EXERCISE DIRECTIONS: Wherever "unsubscribe" appears in a line of the listing, report that line.

________________________________________

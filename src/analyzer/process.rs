//! Thread loop for processing the analysis queue

use crate::analyzer::{Command, DumpAnalyzer, Response};
use std::sync::mpsc::{channel, Receiver, Sender};
use std::thread;
use tracing::{debug, info_span};

/// Carry out one command, returning its response.
pub fn process_command(analyzer: &dyn DumpAnalyzer, cmd: Command) -> Response {
    match cmd {
        Command::Analyze { generation, dump } => {
            let span = info_span!("analyze", generation, bytes = dump.len());
            let _entered = span.enter();

            let result = analyzer.analyze(&dump);
            debug!(ok = result.is_ok(), "analysis finished");

            Response::Analyzed {
                generation,
                dump,
                result,
            }
        }
        Command::Fence => Response::Fence,
    }
}

/// Start a separate analysis thread that runs the analyzer and returns
/// results of those analyses.
///
/// This function returns an MPSC channel sender that can be used for queueing
/// dumps for analysis, and a response receiver that responses will come back
/// from. Commands are processed one at a time, in the order they were sent.
/// The thread exits once the command sender is dropped or the response
/// receiver goes away.
pub fn start_analysis_queue(
    analyzer: Box<dyn DumpAnalyzer>,
) -> (Sender<Command>, Receiver<Response>) {
    let (cmd_sender, cmd_recv) = channel::<Command>();
    let (resp_sender, resp_recv) = channel();

    thread::spawn(move || {
        while let Ok(cmd) = cmd_recv.recv() {
            if resp_sender
                .send(process_command(analyzer.as_ref(), cmd))
                .is_err()
            {
                break;
            }
        }

        debug!("analysis queue shut down");
    });

    (cmd_sender, resp_recv)
}
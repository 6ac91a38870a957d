//! Error type for dump analysis

use crate::regions::RegionError;
use std::process::ExitStatus;
use std::{io, result};
use thiserror::Error;

#[derive(Debug, Error)]
pub enum Error {
    /// Underlying cause of error is I/O related
    #[error("I/O error: {0}")]
    Io(#[from] io::Error),

    /// The analyzer's output was not a valid report
    #[error("malformed analysis report: {0}")]
    Json(#[from] serde_json::Error),

    /// The analyzer process ran but reported failure
    #[error("analyzer exited with {status}: {stderr}")]
    Failed { status: ExitStatus, stderr: String },

    /// The report's memory map could not be assembled
    #[error("inconsistent memory map: {0}")]
    Regions(#[from] RegionError),
}

impl From<Error> for io::Error {
    fn from(err: Error) -> io::Error {
        match err {
            Error::Io(e) => e,
            Error::Regions(e) => e.into(),
            Error::Json(e) => io::Error::new(io::ErrorKind::InvalidData, e),
            _ => io::Error::new(io::ErrorKind::Other, format!("{}", err)),
        }
    }
}

pub type Result<T> = result::Result<T, Error>;
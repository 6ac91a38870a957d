//! Common utilities for command implementations

use crate::analyzer::{CommandAnalyzer, DumpAnalyzer, ReportFileAnalyzer};
use crate::config::{AnalyzerSource, Config};
use crate::events::{Event, Topic};
use crate::session::{DumpSnapshot, Session};
use clap::{App, Arg, SubCommand};
use std::cell::RefCell;
use std::fs;
use std::io;
use std::rc::Rc;
use std::str::FromStr;
use std::sync::Arc;
use tracing::debug;

/// Enumeration of all CLI commands
#[derive(Copy, Clone, Debug, PartialEq, Eq)]
pub enum Command {
    Info,
    Map,
    View,
}

impl Command {
    /// Enumerate all commands that dumpview recognizes.
    pub fn enumerate() -> Vec<Self> {
        use Command::*;

        vec![Info, Map, View]
    }

    /// Construct the subcommand object for this particular `Command`.
    pub fn into_clap_subcommand<'a, 'b>(self) -> App<'a, 'b> {
        let dump_arg = Arg::with_name("dump")
            .value_name("crash.dmp")
            .index(1)
            .required(true)
            .help("The dump file to open");

        match self {
            Command::Info => SubCommand::with_name("info")
                .about("Summarize a dump's header, exception, threads, and captured ranges")
                .arg(dump_arg),
            Command::Map => SubCommand::with_name("map")
                .about("List a dump's allocations, regions, and the gaps between them")
                .arg(dump_arg),
            Command::View => SubCommand::with_name("view")
                .about("Show a window of captured memory")
                .arg(dump_arg)
                .arg(
                    Arg::with_name("address")
                        .value_name("0x7ff6_1000")
                        .index(2)
                        .help("The address to show; defaults to the fault address"),
                )
                .arg(
                    Arg::with_name("row")
                        .long("row")
                        .value_name("N")
                        .takes_value(true)
                        .help("Which row of the window the address appears on"),
                ),
        }
    }
}

impl FromStr for Command {
    type Err = ();

    fn from_str(s: &str) -> Result<Self, Self::Err> {
        match s.to_ascii_lowercase().as_ref() {
            "info" => Ok(Command::Info),
            "map" => Ok(Command::Map),
            "view" => Ok(Command::View),
            "hex" => Ok(Command::View),
            _ => Err(()),
        }
    }
}

/// Construct the analyzer the configuration asks for.
pub fn resolve_analyzer(config: &Config) -> io::Result<Box<dyn DumpAnalyzer>> {
    Ok(match config.analyzer_source()? {
        AnalyzerSource::Program { program, args } => {
            debug!(program = %program.display(), "using analyzer program");
            Box::new(CommandAnalyzer::new(program, args))
        }
        AnalyzerSource::Report(path) => {
            debug!(report = %path.display(), "using saved report");
            Box::new(ReportFileAnalyzer::new(path))
        }
    })
}

/// Read a dump file, naming it in any error.
pub fn read_dump(filename: &str) -> io::Result<Vec<u8>> {
    fs::read(filename)
        .map_err(|e| io::Error::new(e.kind(), format!("Could not read dump {}: {}", filename, e)))
}

/// What became of the analysis `open_session` waited for. Failures carry the
/// generation they were reported for.
type Outcome = Option<Result<Arc<DumpSnapshot>, (u64, String)>>;

/// Load a dump into a fresh session and wait for its analysis.
///
/// `attach` runs against the new session before the dump is loaded, so that
/// views it subscribes see the snapshot arrive and the cursor settle. If
/// analysis fails, the analyzer's complaint becomes the error.
pub fn open_session<F, T>(
    config: &Config,
    filename: &str,
    attach: F,
) -> io::Result<(Session, Arc<DumpSnapshot>, T)>
where
    F: FnOnce(&mut Session) -> T,
{
    let dump = read_dump(filename)?;
    let mut session = Session::new(config, resolve_analyzer(config)?)?;
    let attached = attach(&mut session);

    let outcome: Rc<RefCell<Outcome>> = Rc::new(RefCell::new(None));

    let sink = outcome.clone();
    let on_completed = session.subscribe(Topic::AnalysisCompleted, move |event| {
        if let Event::AnalysisCompleted(snapshot) = event {
            *sink.borrow_mut() = Some(Ok(snapshot.clone()));
        }

        Ok(())
    });

    let sink = outcome.clone();
    let on_failed = session.subscribe(Topic::AnalysisFailed, move |event| {
        if let Event::AnalysisFailed {
            generation,
            message,
        } = event
        {
            *sink.borrow_mut() = Some(Err((*generation, message.clone())));
        }

        Ok(())
    });

    let generation = session.load_dump(dump)?;
    session.wait_for_analysis()?;
    session.unsubscribe(on_completed);
    session.unsubscribe(on_failed);

    let outcome = outcome.borrow_mut().take();
    let message = match outcome {
        Some(Ok(snapshot)) => return Ok((session, snapshot, attached)),
        Some(Err((failed, message))) if failed == generation => message,
        _ => "analysis produced no result".to_string(),
    };

    Err(io::Error::new(
        io::ErrorKind::InvalidData,
        format!("Could not analyze {}: {}", filename, message),
    ))
}
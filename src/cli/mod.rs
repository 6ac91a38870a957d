//! CLI commands

mod common;
mod info;
mod main;
mod map;
mod view;

pub use info::info;
pub use main::main;
pub use map::map;
pub use view::view;
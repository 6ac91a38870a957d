//! Byte lookup over a sparse list of captured extents

use crate::memory::{CapturedByte, MemoryExtent};
use std::convert::TryFrom;
use std::sync::Arc;

/// Answers "what byte, if any, was captured at this address".
///
/// The extent list is kept sorted by start address, highest first, so that
/// resolving an address is a predecessor search. Producers may hand us
/// overlapping extents; they are not merged, and lookups always resolve to
/// the extent with the highest start at or below the address.
#[derive(Clone, Debug, Default)]
pub struct RangeIndex {
    /// Captured extents, sorted by descending `start_address`.
    extents: Vec<MemoryExtent>,

    /// The raw dump the extents point into.
    ///
    /// `None` means no dump is loaded, in which case every byte is unknown.
    image: Option<Arc<[u8]>>,
}

impl RangeIndex {
    /// An index with no image loaded.
    pub fn empty() -> Self {
        Self::default()
    }

    /// Build an index over a captured image.
    ///
    /// The extents may arrive in any order. Extents sharing a start address
    /// keep the order the producer gave them in, and the first one wins.
    pub fn new(mut extents: Vec<MemoryExtent>, image: Arc<[u8]>) -> Self {
        // `sort_by` is stable, which is what makes the tie-break deterministic.
        extents.sort_by(|a, b| b.start_address.cmp(&a.start_address));

        RangeIndex {
            extents,
            image: Some(image),
        }
    }

    /// All extents, highest start address first.
    pub fn extents(&self) -> &[MemoryExtent] {
        &self.extents
    }

    /// Find the extent with the greatest start address at or below `address`.
    ///
    /// The returned extent does not necessarily contain `address`; it may end
    /// before it.
    pub fn find_extent(&self, address: u64) -> Option<&MemoryExtent> {
        let first_candidate = self
            .extents
            .partition_point(|extent| extent.start_address > address);

        self.extents.get(first_candidate)
    }

    /// Resolve a single byte of the address space.
    pub fn read_byte(&self, address: u64) -> CapturedByte {
        let image = match &self.image {
            Some(image) => image,
            None => return CapturedByte::Unknown,
        };

        let extent = match self.find_extent(address) {
            Some(extent) if extent.contains(address) => extent,
            _ => return CapturedByte::Unknown,
        };

        extent
            .source_offset
            .checked_add(address - extent.start_address)
            .and_then(|offset| usize::try_from(offset).ok())
            .and_then(|offset| image.get(offset).copied())
            .into()
    }

    /// Resolve `count` consecutive bytes starting at `address`.
    ///
    /// Each byte is resolved independently, so a read may cross from one
    /// extent into another or into uncaptured space.
    pub fn read(&self, address: u64, count: usize) -> Vec<CapturedByte> {
        (0..count as u64)
            .map(|i| match address.checked_add(i) {
                Some(address) => self.read_byte(address),
                None => CapturedByte::Unknown,
            })
            .collect()
    }
}
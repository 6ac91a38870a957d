//! Dump analyzers, their reports, and the queue they run on

mod command;
mod error;
mod external;
mod file;
mod process;
mod report;
mod response;
mod summary;
mod traits;

pub use command::Command;
pub use error::{Error as AnalyzerError, Result};
pub use external::CommandAnalyzer;
pub use file::ReportFileAnalyzer;
pub use process::start_analysis_queue;
pub use report::{
    AllocationRecord, AnalysisReport, ExceptionRecord, MemoryInfoRecord, ModuleRecord,
    RegionRecord, ThreadRecord,
};
pub use response::Response;
pub use summary::AnalysisSummary;
pub use traits::DumpAnalyzer;
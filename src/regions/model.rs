//! Allocations and the regions that partition them

use crate::analyzer::{AllocationRecord, RegionRecord};
use crate::regions::{Protection, RegionState, RegionType};

/// One run of pages within an allocation sharing state, type, and protection.
#[derive(Clone, Debug, PartialEq, Eq)]
pub struct Region {
    pub base_address: u64,
    pub size: u64,
    pub protect: Protection,
    pub state: RegionState,
    pub kind: RegionType,
}

impl From<&RegionRecord> for Region {
    fn from(record: &RegionRecord) -> Self {
        Region {
            base_address: record.base_address,
            size: record.region_size,
            protect: Protection::from(record.protect),
            state: RegionState::from(record.state),
            kind: RegionType::from_bits_retain(record.kind),
        }
    }
}

/// One OS-level allocation.
#[derive(Clone, Debug, PartialEq, Eq)]
pub struct Allocation {
    pub base_address: u64,
    pub size: u64,

    /// Protection requested when the allocation was made.
    pub initial_protect: Protection,

    /// Name of the module mapped here, for image allocations.
    pub module_name: Option<String>,

    pub regions: Vec<Region>,
}

impl Allocation {
    pub fn end_address(&self) -> u64 {
        self.base_address.saturating_add(self.size)
    }
}

impl From<&AllocationRecord> for Allocation {
    fn from(record: &AllocationRecord) -> Self {
        Allocation {
            base_address: record.allocation_base,
            size: record.allocation_size,
            initial_protect: Protection::from(record.allocation_protect),
            module_name: record.module_name.clone(),
            regions: record.regions.iter().map(Region::from).collect(),
        }
    }
}
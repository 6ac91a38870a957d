#[macro_use]
extern crate clap;

#[macro_use]
extern crate serde_plain;

mod analyzer;
mod cli;
mod config;
mod events;
mod logging;
mod memory;
mod regions;
mod session;

use std::io;

fn main() -> io::Result<()> {
    cli::main()
}
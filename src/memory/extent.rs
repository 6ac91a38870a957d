//! Captured spans of memory

use serde::{Deserialize, Serialize};
use std::fmt;

/// A contiguous span of the address space whose bytes were captured.
///
/// `source_offset` locates the first byte of the span inside the raw dump.
#[derive(Copy, Clone, Debug, PartialEq, Eq, Hash, Serialize, Deserialize)]
pub struct MemoryExtent {
    pub start_address: u64,
    pub length: u64,
    pub source_offset: u64,
}

impl MemoryExtent {
    pub fn new(start_address: u64, length: u64, source_offset: u64) -> Self {
        MemoryExtent {
            start_address,
            length,
            source_offset,
        }
    }

    /// The last captured address, or `None` for an empty extent.
    pub fn last_address(&self) -> Option<u64> {
        self.length
            .checked_sub(1)
            .map(|len| self.start_address.saturating_add(len))
    }

    pub fn contains(&self, address: u64) -> bool {
        address >= self.start_address && address - self.start_address < self.length
    }
}

/// The value of one byte of the address space, as far as the dump knows.
#[derive(Copy, Clone, Debug, PartialEq, Eq, Hash)]
pub enum CapturedByte {
    /// The byte was captured with this value.
    Known(u8),

    /// No captured extent covers this address.
    Unknown,
}

impl From<Option<u8>> for CapturedByte {
    fn from(value: Option<u8>) -> Self {
        value.map_or(CapturedByte::Unknown, CapturedByte::Known)
    }
}

impl fmt::Display for CapturedByte {
    fn fmt(&self, f: &mut fmt::Formatter<'_>) -> fmt::Result {
        match self {
            CapturedByte::Known(v) => write!(f, "{:02X}", v),
            CapturedByte::Unknown => write!(f, "??"),
        }
    }
}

________________________________________

SOLUTION TO THE EXERCISE:
    session.unsubscribe(on_completed);
    session.unsubscribe(on_failed);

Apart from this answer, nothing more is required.